For decades we have had corporatization, mass-production, and everything becoming the same, having personality drained from it. That became what was common and what was the norm. And then in the last, you know, 5, 10 years, this concept of like the artisanal, the special, the hand-made, like this is coming back …
[interruption edited out]
… I think the reason why everyone loves all this hand-made crap today is because they are starved for authenticity after decades of mass-market personality-less crap, and they are starved for uniqueness, they are starved for personality and they are starved for authenticity and for people to talk to them like, you know, talked to like an adult please.
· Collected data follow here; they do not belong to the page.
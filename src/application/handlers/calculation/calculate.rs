//! CalculateHandler - Runs one calculation on a validated problem snapshot.

use std::panic::{self, AssertUnwindSafe};
use std::sync::Arc;

use tracing::{error, info, warn};

use crate::domain::calculation::{
    CalculationEngine, CalculationError, CalculationResult, DecisionProblem, EngineRegistry,
    Method,
};
use crate::domain::foundation::DomainError;

/// Command to rank the alternatives of a problem with one method.
#[derive(Debug, Clone)]
pub struct CalculateCommand {
    pub method: Method,
    pub problem: DecisionProblem,
}

/// Handler for calculations.
///
/// Every failure, including a panicking engine, comes back as a
/// [`DomainError`]; no partial result is ever returned.
pub struct CalculateHandler {
    registry: Arc<EngineRegistry>,
}

impl CalculateHandler {
    pub fn new(registry: Arc<EngineRegistry>) -> Self {
        Self { registry }
    }

    /// Validates the command and resolves its engine.
    fn prepare(&self, cmd: &CalculateCommand) -> Result<Arc<dyn CalculationEngine>, DomainError> {
        if let Err(err) = cmd.problem.validate() {
            warn!(method = %cmd.method, error = %err, "Rejected invalid decision problem");
            return Err(err.into());
        }

        self.registry.get_engine(cmd.method).map_err(|err| {
            error!(method = %cmd.method, error = %err, "No engine registered for method");
            DomainError::from(err)
        })
    }

    fn aborted(method: Method, reason: impl Into<String>) -> DomainError {
        let reason = reason.into();
        error!(method = %method, reason = %reason, "Calculation produced no result");
        CalculationError::Aborted { method, reason }.into()
    }

    fn completed(result: &CalculationResult) {
        info!(
            method = %result.method,
            steps = result.steps.len(),
            top = result.top().map(|e| e.alternative.as_str()).unwrap_or(""),
            "Calculation completed"
        );
    }

    /// Runs the calculation on the blocking thread pool.
    pub async fn handle(&self, cmd: CalculateCommand) -> Result<CalculationResult, DomainError> {
        let engine = self.prepare(&cmd)?;
        let method = cmd.method;
        let problem = cmd.problem;

        match tokio::task::spawn_blocking(move || engine.calculate(&problem)).await {
            Ok(result) => {
                Self::completed(&result);
                Ok(result)
            }
            Err(join_err) if join_err.is_panic() => {
                Err(Self::aborted(method, "engine panicked during calculation"))
            }
            Err(join_err) => Err(Self::aborted(method, join_err.to_string())),
        }
    }

    /// Runs the calculation on the current thread.
    pub fn handle_blocking(&self, cmd: CalculateCommand) -> Result<CalculationResult, DomainError> {
        let engine = self.prepare(&cmd)?;

        match panic::catch_unwind(AssertUnwindSafe(|| engine.calculate(&cmd.problem))) {
            Ok(result) => {
                Self::completed(&result);
                Ok(result)
            }
            Err(_) => Err(Self::aborted(cmd.method, "engine panicked during calculation")),
        }
    }
}

#[cfg(test)]
mod tests {
    use super::*;
    use crate::domain::calculation::{CriterionType, MethodOptions};
    use crate::domain::foundation::ErrorCode;

    struct PanickingEngine;

    impl CalculationEngine for PanickingEngine {
        fn method(&self) -> Method {
            Method::Topsis
        }

        fn calculate(&self, _problem: &DecisionProblem) -> CalculationResult {
            panic!("simulated division by an uncontrolled zero")
        }
    }

    fn problem() -> DecisionProblem {
        DecisionProblem::builder()
            .alternatives(vec!["A", "B"])
            .criterion("Cost", 0.5, CriterionType::Cost)
            .criterion("Quality", 0.5, CriterionType::Benefit)
            .row(vec![2.0, 8.0])
            .row(vec![4.0, 4.0])
            .build()
    }

    fn handler() -> CalculateHandler {
        let registry = EngineRegistry::new(&MethodOptions::default()).unwrap();
        CalculateHandler::new(Arc::new(registry))
    }

    fn panicking_handler() -> CalculateHandler {
        let mut registry = EngineRegistry::empty();
        registry.register(Arc::new(PanickingEngine));
        CalculateHandler::new(Arc::new(registry))
    }

    #[tokio::test]
    async fn handle_returns_complete_result() {
        let result = handler()
            .handle(CalculateCommand {
                method: Method::Saw,
                problem: problem(),
            })
            .await
            .unwrap();

        assert_eq!(result.method, Method::Saw);
        assert_eq!(result.ranking[0].alternative, "A");
        assert_eq!(result.steps.len(), 4);
    }

    #[tokio::test]
    async fn handle_rejects_invalid_problem() {
        let mut problem = problem();
        problem.weights = vec![0.5];

        let err = handler()
            .handle(CalculateCommand {
                method: Method::Saw,
                problem,
            })
            .await
            .unwrap_err();

        assert_eq!(err.code, ErrorCode::DimensionMismatch);
    }

    #[tokio::test]
    async fn handle_reports_unsupported_method() {
        let err = panicking_handler()
            .handle(CalculateCommand {
                method: Method::Vikor,
                problem: problem(),
            })
            .await
            .unwrap_err();

        assert_eq!(err.code, ErrorCode::UnsupportedMethod);
    }

    #[tokio::test]
    async fn handle_converts_panic_into_no_result() {
        let err = panicking_handler()
            .handle(CalculateCommand {
                method: Method::Topsis,
                problem: problem(),
            })
            .await
            .unwrap_err();

        assert_eq!(err.code, ErrorCode::CalculationFailed);
        assert_eq!(err.details.get("method"), Some(&"TOPSIS".to_string()));
    }

    #[test]
    fn handle_blocking_converts_panic_into_no_result() {
        let err = panicking_handler()
            .handle_blocking(CalculateCommand {
                method: Method::Topsis,
                problem: problem(),
            })
            .unwrap_err();

        assert_eq!(err.code, ErrorCode::CalculationFailed);
    }

    #[test]
    fn handle_blocking_matches_async_result() {
        let cmd = CalculateCommand {
            method: Method::Promethee,
            problem: problem(),
        };
        let blocking = handler().handle_blocking(cmd.clone()).unwrap();

        let runtime = tokio::runtime::Runtime::new().unwrap();
        let asynchronous = runtime.block_on(handler().handle(cmd)).unwrap();

        assert_eq!(blocking, asynchronous);
    }
}
//! Domain layer containing calculation logic and domain types.
//!
//! # Module Organization
//!
//! - `foundation` - Shared error vocabulary
//! - `calculation` - Decision problems, the eight ranking methods and their traces

pub mod calculation;
pub mod foundation;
Lets not, you know like, my first job like out of college, my first job was an internship in college. I worked a summer at Nationwide Insurance, just like doing computer crap for them. And somebody, somebody fucked up at some point and my boss said, and my boss made some comment that indicated that this person had fucked up in some kind of much more nice way.
And I said “Oh, is he going to get in trouble for that?”
And she said “Well, it’s a coaching opportunity.”
And I was like “What? So does that mean he is going to get in trouble?”
And she just kept saying “It’s a coaching opportunity.”
And she wouldn’t, she couldn’t say he’s getting in trouble.
And this has seeped in so far in business culture and everywhere in our culture that any hint of humanity in something is valued and its like everyone is starving for humanity and being talked to with respect like a real person, like an adult, and having some kind of sign that humans are behind this wall, that its not just a corporate machine transferring you to people who can’t help you on the phone. Like some hint that there’s a person behind this who is, who respects you and not in some token mission statement way, a person who actually respects you.
Marco Arment, Debug Podcast 43 (10 July 2014)
I think Marco makes an amazing point here. All we use and deal with is corporatized, personality-less, robotiscized horror and so when we do actually get a person who helps, we grab on with both hands.
I use Hover because of this. I bank with HSBC because of this. I even pay American Express for his. And I use Apple products because of this.
Just look at Apple. Its products are full of personality. And you can meet real people in real stores to get real help at the genius bar. It’s humanity in action.
Compare that to AT&T, Verizon, utilities, and other banks with their remote call centers and robot answering services and recorded messages on how important you are and useless drones reading wordy scripts and not listening to you and not helping at all.
Who would you rather deal with?
Any hint of humanity in a product or service is valued, and those that recognize this and act on this are valued and loved and people, people like me, are prepared to pay a premium to have access to them.
Note: Marco quotes transcribed manually by me without permission, punctuation added, all errors are my own.